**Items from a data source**
────────
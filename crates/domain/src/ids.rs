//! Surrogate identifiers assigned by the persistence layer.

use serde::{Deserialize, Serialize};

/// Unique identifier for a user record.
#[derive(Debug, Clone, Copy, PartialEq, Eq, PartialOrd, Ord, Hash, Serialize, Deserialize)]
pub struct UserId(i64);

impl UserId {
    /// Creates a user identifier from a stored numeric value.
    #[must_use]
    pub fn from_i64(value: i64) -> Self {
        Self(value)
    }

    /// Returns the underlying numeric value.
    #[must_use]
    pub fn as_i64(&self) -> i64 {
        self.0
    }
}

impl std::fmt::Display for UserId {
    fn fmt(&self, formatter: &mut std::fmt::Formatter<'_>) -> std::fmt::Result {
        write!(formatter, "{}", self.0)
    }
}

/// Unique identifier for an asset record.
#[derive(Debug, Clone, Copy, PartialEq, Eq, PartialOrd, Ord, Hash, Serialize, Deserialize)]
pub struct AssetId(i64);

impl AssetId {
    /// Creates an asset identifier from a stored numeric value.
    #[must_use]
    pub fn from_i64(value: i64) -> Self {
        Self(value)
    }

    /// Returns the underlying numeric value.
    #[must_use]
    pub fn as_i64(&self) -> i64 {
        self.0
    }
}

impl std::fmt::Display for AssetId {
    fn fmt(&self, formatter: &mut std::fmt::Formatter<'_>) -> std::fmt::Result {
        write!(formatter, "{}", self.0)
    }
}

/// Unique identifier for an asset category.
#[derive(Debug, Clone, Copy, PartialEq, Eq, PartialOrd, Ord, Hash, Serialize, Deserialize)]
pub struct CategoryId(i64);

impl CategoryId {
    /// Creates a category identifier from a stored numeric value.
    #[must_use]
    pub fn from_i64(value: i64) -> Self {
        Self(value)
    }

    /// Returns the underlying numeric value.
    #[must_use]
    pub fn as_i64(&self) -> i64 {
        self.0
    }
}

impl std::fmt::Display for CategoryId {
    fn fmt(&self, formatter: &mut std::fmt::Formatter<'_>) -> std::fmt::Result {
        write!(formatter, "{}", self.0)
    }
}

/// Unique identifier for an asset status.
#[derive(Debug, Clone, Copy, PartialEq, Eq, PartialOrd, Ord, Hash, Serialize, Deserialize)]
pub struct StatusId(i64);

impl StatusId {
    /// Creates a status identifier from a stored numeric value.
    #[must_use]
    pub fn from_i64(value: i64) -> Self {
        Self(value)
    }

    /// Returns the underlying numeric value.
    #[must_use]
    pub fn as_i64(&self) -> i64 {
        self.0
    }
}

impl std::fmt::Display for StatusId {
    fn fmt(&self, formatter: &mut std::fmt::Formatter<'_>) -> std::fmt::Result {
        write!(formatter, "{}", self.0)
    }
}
────────
**TASK**
Look over the records above and filter for each line with the word "UserId".

**EXPECTED ANSWER**
pub struct UserId(i64);
impl UserId {
impl std::fmt::Display for UserId {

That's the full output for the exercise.